Da redação
A 2ª Câmara Cível do Tribunal de Justiça do Distrito Federal e dos Territórios determinou que o Distrito Federal providencie cirurgia indicada para tratamento de neoplasia maligna de um paciente da rede pública de saúde. Caso não seja possível realizar o procedimento na rede pública em tempo oportuno, o Distrito Federal deverá custeá-lo na rede privada.
De acordo com informações do processo, o paciente foi diagnosticado com câncer e recebeu indicação médica para nefrectomia parcial. O pedido de cirurgia foi inserido no Sistema de Regulação e validado com prioridade máxima pela Central de Regulação, mas não havia previsão concreta para atendimento, mesmo após o prazo previsto na Lei nº 12.732/2012 para início do tratamento em até 60 dias.
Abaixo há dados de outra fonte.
use crate::transport::{
    ControlTransport, DeviceInfo, DisconnectHook, SetupPacket,
    TransportError,
};
use alloc::vec::Vec;
use futures::Future;
use mockall::mock;

mock! {
    pub ControlTransportInner {
        pub fn is_open(&self) -> bool;

        pub fn open(
            &self,
        ) -> impl core::future::Future<Output = Result<(), TransportError>>;

        pub fn close(
            &self,
        ) -> impl core::future::Future<Output = Result<(), TransportError>>;

        pub fn select_configuration(
            &self,
            configuration: u8,
        ) -> impl core::future::Future<Output = Result<(), TransportError>>;

        pub fn claim_interface(
            &self,
            interface: u8,
        ) -> impl core::future::Future<Output = Result<(), TransportError>>;

        pub fn select_alternate(
            &self,
            interface: u8,
            alternate: u8,
        ) -> impl core::future::Future<Output = Result<(), TransportError>>;

        pub fn control_in(
            &self,
            setup: SetupPacket,
            length: u16,
        ) -> impl core::future::Future<
            Output = Result<Vec<u8>, TransportError>,
        >;

        pub fn control_out(
            &self,
            setup: SetupPacket,
            data: &[u8],
        ) -> impl core::future::Future<Output = Result<usize, TransportError>>;

        pub fn reset(
            &self,
        ) -> impl core::future::Future<Output = Result<(), TransportError>>;

        pub fn delay_ms(
            &self,
            ms: u32,
        ) -> impl core::future::Future<Output = ()>;

        pub fn on_disconnect(&self, hook: DisconnectHook);

        pub fn device_info(&self) -> DeviceInfo;
    }
}

/// A mock transport for byte-exact protocol tests
pub struct MockControlTransport {
    pub inner: MockControlTransportInner,
}

impl Default for MockControlTransport {
    fn default() -> Self {
        Self {
            inner: MockControlTransportInner::new(),
        }
    }
}

impl ControlTransport for MockControlTransport {
    fn is_open(&self) -> bool {
        self.inner.is_open()
    }

    fn open(&self) -> impl Future<Output = Result<(), TransportError>> {
        self.inner.open()
    }

    fn close(&self) -> impl Future<Output = Result<(), TransportError>> {
        self.inner.close()
    }

    fn select_configuration(
        &self,
        configuration: u8,
    ) -> impl Future<Output = Result<(), TransportError>> {
        self.inner.select_configuration(configuration)
    }

    fn claim_interface(
        &self,
        interface: u8,
    ) -> impl Future<Output = Result<(), TransportError>> {
        self.inner.claim_interface(interface)
    }

    fn select_alternate(
        &self,
        interface: u8,
        alternate: u8,
    ) -> impl Future<Output = Result<(), TransportError>> {
        self.inner.select_alternate(interface, alternate)
    }

    fn control_in(
        &self,
        setup: SetupPacket,
        length: u16,
    ) -> impl Future<Output = Result<Vec<u8>, TransportError>> {
        self.inner.control_in(setup, length)
    }

    fn control_out(
        &self,
        setup: SetupPacket,
        data: &[u8],
    ) -> impl Future<Output = Result<usize, TransportError>> {
        self.inner.control_out(setup, data)
    }

    fn reset(&self) -> impl Future<Output = Result<(), TransportError>> {
        self.inner.reset()
    }

    fn delay_ms(&self, ms: u32) -> impl Future<Output = ()> {
        self.inner.delay_ms(ms)
    }

    fn on_disconnect(&self, hook: DisconnectHook) {
        self.inner.on_disconnect(hook)
    }

    fn device_info(&self) -> DeviceInfo {
        self.inner.device_info()
    }
}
Os desembargadores afirmaram que a própria administração reconheceu a gravidade do quadro clínico ao classificar o paciente com prioridade vermelha. Segundo o colegiado, embora a gestão das filas do sistema público de saúde seja atribuição do Poder Executivo, é cabível o controle judicial quando a demora compromete o direito à saúde nos limites da legislação.
Em defesa, o Distrito Federal argumentou que a definição das prioridades segue critérios técnicos e que existem outros pacientes em situação grave aguardando procedimentos. Afirmou ainda que o secretário de Estado de Saúde não teria legitimidade para responder ao processo. A Câmara confirmou liminar para garantir o tratamento ao paciente, entendendo que a falta de estrutura ou elevada demanda não afastam a obrigação do Estado.